The products performed well — nearly a third of the customers who tried laundry products made repeat purchases. Bath & Body Works found that its detergents and scent boosters were successful in some of its most popular fragrances, but the company also launched laundry-specific scents, like Moonlit Goddess and Sunwashed Santal. Seasonal offerings took off too, with last year’s Halloween release of Vampire’s Blood becoming a surprise hit with an immediate sellout.
I’ll tumble for ya
At the start of the category launch, the company thought that the detergent product sales would sell in larger quantities than boosters, but ultimately discovered that the product sales were fairly equal to each other.

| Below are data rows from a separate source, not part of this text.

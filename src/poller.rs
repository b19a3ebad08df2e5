//! Periodic pick-up of newly scraped listings for a mounted table.

use std::sync::Arc;
use std::time::Duration;

use tokio::task::JoinHandle;
use tokio::time::{Instant, MissedTickBehavior};

use crate::client::ListingApi;
use crate::error::{ApiError, ErrorDisposition};
use crate::store::ListingStore;

/// Default time between polls.
pub const DEFAULT_POLL_INTERVAL: Duration = Duration::from_secs(60);

/// Background timer calling [`ListingStore::fetch_new_data`].
///
/// One poller runs per mounted table. Dropping it stops the timer, so
/// navigating away never leaks a task.
#[derive(Debug)]
pub struct Poller {
    shutdown_tx: tokio::sync::watch::Sender<bool>,
    task: Option<JoinHandle<()>>,
}

impl Poller {
    /// Start polling `store` every `interval`. The first poll happens one
    /// interval after spawning, not immediately.
    ///
    /// Failures go to `on_error`. The timer keeps running after a failure
    /// unless it answers [`ErrorDisposition::RedirectToLogin`], in which case
    /// the poller stops itself.
    ///
    /// Must be called from within a tokio runtime.
    pub fn spawn<F>(
        store: ListingStore,
        api: Arc<dyn ListingApi>,
        interval: Duration,
        on_error: F,
    ) -> Self
    where
        F: Fn(&ApiError) -> ErrorDisposition + Send + Sync + 'static,
    {
        let (shutdown_tx, shutdown_rx) = tokio::sync::watch::channel(false);
        let task = tokio::spawn(run_poll_loop(store, api, interval, on_error, shutdown_rx));
        Self {
            shutdown_tx,
            task: Some(task),
        }
    }

    /// Whether the poll loop is still running.
    pub fn is_running(&self) -> bool {
        self.task.as_ref().is_some_and(|t| !t.is_finished())
    }

    /// Stop the timer and wait for an in-flight poll to finish.
    pub async fn stop(mut self) {
        let _ = self.shutdown_tx.send(true);
        if let Some(task) = self.task.take()
            && let Err(e) = task.await
        {
            tracing::error!(error = %e, "poll task panicked");
        }
    }
}

impl Drop for Poller {
    fn drop(&mut self) {
        if let Some(task) = self.task.take() {
            task.abort();
        }
    }
}

async fn run_poll_loop<F>(
    store: ListingStore,
    api: Arc<dyn ListingApi>,
    interval: Duration,
    on_error: F,
    mut shutdown_rx: tokio::sync::watch::Receiver<bool>,
) where
    F: Fn(&ApiError) -> ErrorDisposition,
{
    let mut ticker = tokio::time::interval_at(Instant::now() + interval, interval);
    ticker.set_missed_tick_behavior(MissedTickBehavior::Delay);
    let kind = store.kind();
    tracing::debug!(%kind, ?interval, "poller started");

    loop {
        tokio::select! {
            _ = ticker.tick() => {}
            _ = shutdown_rx.changed() => break,
        }

        match store.fetch_new_data(api.as_ref()).await {
            Ok(added) => tracing::trace!(%kind, added, "poll complete"),
            Err(e) => {
                if on_error(&e) == ErrorDisposition::RedirectToLogin {
                    tracing::warn!(%kind, "poller stopping: signed out");
                    return;
                }
            }
        }
    }
    tracing::debug!(%kind, "poller stopped");
}
//! Self-contained walk through a desk: open it, bind the flat table to the
//! push channel, and feed it the frames a live connection would deliver.
//!
//! Run with: `cargo run --example desk_demo`
//!
//! No server is needed; listings come from an in-memory API.

use std::sync::Arc;

use async_trait::async_trait;
use realty_desk::{
    ApiError, CurrentUser, Desk, DeskConfig, Filter, Listing, ListingApi, RealEstateKind,
    decode_push_frame,
};

/// Serves the same three flats for every request.
struct DemoApi;

#[async_trait]
impl ListingApi for DemoApi {
    async fn fetch_page(
        &self,
        _kind: RealEstateKind,
        _filter: &Filter,
        _page: u32,
    ) -> Result<Vec<Listing>, ApiError> {
        Ok(["flat-1", "flat-2", "flat-3"].map(Listing::new).to_vec())
    }

    async fn fetch_count(&self, _kind: RealEstateKind, _filter: &Filter) -> Result<u64, ApiError> {
        Ok(3)
    }

    async fn fetch_newer(
        &self,
        _kind: RealEstateKind,
        _filter: &Filter,
        _after: Option<&str>,
    ) -> Result<Vec<Listing>, ApiError> {
        Ok(Vec::new())
    }

    async fn set_favourite(
        &self,
        _kind: RealEstateKind,
        _id: &str,
        _favourite: bool,
    ) -> Result<(), ApiError> {
        Ok(())
    }
}

const FRAMES: [&str; 3] = [
    r#"{"event":"CALL_STARTED","data":{"realEstateId":"flat-1","userId":"u2","fullName":"Other Operator","avatarUrl":""}}"#,
    r#"{"event":"COMMENT_ADDED","data":{"realEstateId":"flat-2","userId":"u2"}}"#,
    r#"{"event":"REAL_ESTATE_SAVED","data":{"realEstateId":"flat-3","userId":"u2"}}"#,
];

#[tokio::main]
async fn main() -> Result<(), Box<dyn std::error::Error>> {
    let session_dir = tempfile::tempdir()?;
    let desk = Desk::builder()
        .config(DeskConfig {
            session_path: session_dir.path().join("session.json"),
            ..DeskConfig::default()
        })
        .api(Arc::new(DemoApi))
        .open()?;

    desk.sign_in(
        "demo-token",
        CurrentUser {
            user_id: "u1".into(),
            full_name: "Demo Operator".into(),
        },
    )?;
    let binding = desk.bind(RealEstateKind::Flat)?;
    desk.load_page(RealEstateKind::Flat, 1).await?;

    for frame in FRAMES {
        let event = decode_push_frame(frame).ok_or("malformed frame")?;
        desk.channel().dispatch(&event);
    }

    let page = desk.store(RealEstateKind::Flat).snapshot();
    for listing in &page.listings {
        let caller = listing
            .calling_user
            .as_ref()
            .map(|c| c.full_name.as_str())
            .unwrap_or("-");
        println!(
            "{:<8} comments = {}  on call with {}",
            listing.id, listing.counts.comments, caller
        );
    }
    println!("total = {:?}", page.total);

    let notice = binding.banner().ok_or("no notice raised")?;
    println!("notice: {:?} by {:?} on {}", notice.kind, notice.actor, notice.real_estate_id);

    assert_eq!(page.listings.len(), 2);
    assert!(page.get("flat-1").is_some_and(|l| l.is_reserved()));
    println!("all assertions passed");
    Ok(())
}
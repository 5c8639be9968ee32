//! Numbers commands
//!
//! Solve a rack for a given target, generate a fresh target, or score an
//! expression the way the Numbers round would.

use crate::core::{NUMBER_RACK_SIZE, NumberRack};
use crate::round::{NumbersOutcome, judge};
use crate::solver::{Solution, TargetOrigin, find_solution, generate_solvable_target, normalize};
use anyhow::{Context, Result};
use rand::Rng;

/// Result of solving or generating a target
#[derive(Debug, Clone)]
pub struct NumbersReport {
    pub numbers: Vec<u32>,
    pub target: u64,
    /// Witness reaching the target, if the search found one
    pub solution: Option<Solution>,
    /// Set when the target was generated rather than given
    pub origin: Option<TargetOrigin>,
}

/// Result of scoring an expression
#[derive(Debug, Clone)]
pub struct EvalReport {
    pub numbers: Vec<u32>,
    pub target: u64,
    pub expression: String,
    pub outcome: NumbersOutcome,
}

/// Resolve the rack: explicit numbers are checked against the tile pools,
/// otherwise a rack is dealt with `large` large numbers
///
/// # Errors
///
/// Returns an error for numbers that no rack could hold or a large count
/// above four.
pub fn rack_numbers<R: Rng + ?Sized>(
    numbers: &[u32],
    large: usize,
    rng: &mut R,
) -> Result<Vec<u32>> {
    let rack = if numbers.is_empty() {
        NumberRack::deal(large, rng).context("Cannot deal a rack")?
    } else {
        NumberRack::from_numbers(numbers).context("Invalid numbers")?
    };
    Ok(rack.numbers().to_vec())
}

/// Find a witness for `target`, or generate a reachable target when none is given
///
/// # Errors
///
/// Returns an error if a target must be generated from fewer than three
/// numbers.
pub fn solve_numbers<R: Rng + ?Sized>(
    numbers: Vec<u32>,
    target: Option<u64>,
    rng: &mut R,
) -> Result<NumbersReport> {
    if let Some(target) = target {
        let solution = find_solution(&numbers, target);
        return Ok(NumbersReport {
            numbers,
            target,
            solution,
            origin: None,
        });
    }

    let generated = generate_solvable_target(&numbers, rng).context("Cannot generate a target")?;
    Ok(NumbersReport {
        numbers,
        target: generated.value,
        solution: Some(generated.solution),
        origin: Some(generated.origin),
    })
}

/// Score `expression` against a complete rack and target
///
/// # Errors
///
/// Returns an error if the rack does not hold exactly six numbers.
pub fn score_expression(numbers: Vec<u32>, target: u64, expression: &str) -> Result<EvalReport> {
    if numbers.len() != NUMBER_RACK_SIZE {
        anyhow::bail!(
            "A Numbers round uses {NUMBER_RACK_SIZE} numbers, got {}",
            numbers.len()
        );
    }
    let outcome = judge(expression, &numbers, target);
    Ok(EvalReport {
        numbers,
        target,
        expression: normalize(expression),
        outcome,
    })
}

#[cfg(test)]
mod tests {
    use super::*;
    use rand::SeedableRng;
    use rand::rngs::StdRng;

    #[test]
    fn explicit_target_is_solved() {
        let mut rng = StdRng::seed_from_u64(1);
        let report = solve_numbers(vec![100, 75, 50, 25, 3, 6], Some(175), &mut rng).unwrap();
        assert_eq!(report.target, 175);
        assert!(report.origin.is_none());
        assert_eq!(report.solution.map(|s| s.value), Some(175));
    }

    #[test]
    fn unreachable_target_has_no_solution() {
        let mut rng = StdRng::seed_from_u64(1);
        let report = solve_numbers(vec![1, 1, 2, 2, 3, 3], Some(999), &mut rng).unwrap();
        assert!(report.solution.is_none());
    }

    #[test]
    fn generated_target_carries_witness() {
        let mut rng = StdRng::seed_from_u64(7);
        let report = solve_numbers(vec![2, 3, 4, 5, 6, 7], None, &mut rng).unwrap();
        let solution = report.solution.unwrap();
        assert_eq!(solution.value, report.target);
        assert!(report.origin.is_some());
    }

    #[test]
    fn dealt_rack_is_complete() {
        let mut rng = StdRng::seed_from_u64(3);
        let numbers = rack_numbers(&[], 2, &mut rng).unwrap();
        assert_eq!(numbers.len(), NUMBER_RACK_SIZE);
        assert_eq!(numbers.iter().filter(|&&n| n > 10).count(), 2);
    }

    #[test]
    fn impossible_rack_is_rejected() {
        let mut rng = StdRng::seed_from_u64(3);
        assert!(rack_numbers(&[100, 100], 0, &mut rng).is_err());
        assert!(rack_numbers(&[], 5, &mut rng).is_err());
    }

    #[test]
    fn expression_scores_like_the_round() {
        let report = score_expression(vec![2, 3, 4, 5, 6, 7], 100, "(7+3)*(6+4)").unwrap();
        assert_eq!(report.outcome.score(), 10);
        assert_eq!(report.expression, "(7+3)*(6+4)");

        let report = score_expression(vec![5, 1, 2, 3, 4, 6], 10, "5+5").unwrap();
        assert_eq!(report.outcome, NumbersOutcome::UnavailableNumbers);
    }

    #[test]
    fn eval_needs_full_rack() {
        assert!(score_expression(vec![5, 5], 10, "5+5").is_err());
    }
}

Bath & Body Works also found that customers buy different products for different end uses. A customer might buy one scent specifically for their towels and a different one for their sheets, for example. Or, a shopper may select a laundry scent just for herself and another for her significant other. Another thing shoppers are doing is mixing and matching fragrances, much like how some customers layer perfumes to develop a signature scent.
“That idea of layering is interesting,” Schumacher said regarding fragrance. “It even carries over to laundry.”
And the company continues to push things forward with fragrance in categories outside its new laundry assortment. Just last week, it introduced a new scent, Touch of Gold, which is a blend of orange blossom, tonka and blackberry. Bath & Body Works also recently partnered with dessert company Milk Bar on a limited-edition Birthday Cake collection in honor of its 35th birthday celebration.
"We brought this immersive fragrance experience to something that actually can be very mundane."

Betsy Schumacher
Chief Merchandising Officer at Bath & Body Works
The retailer is accelerating other efforts too: This past spring, it introduced a new store design, called Gingham+, which features an updated layout, larger aisles, technology features and scent bars in select locations. The move has been, in part, a strategy to reach more Gen Z shoppers. The company is also targeting the cohort by offering some of its top-selling products at 600 college campus stores nationwide.
“We must continue to evolve with our consumers, positioning ourselves as a global leader in home fragrance and personal care,” CEO Daniel Heaf, who joined the company this spring from Nike, said on an August earnings call with analysts.
Newness is specifically important to the Bath & Body Works shopper. “We’re always innovating,” Schumacher said. “We’re always trying to surprise and delight our customer.”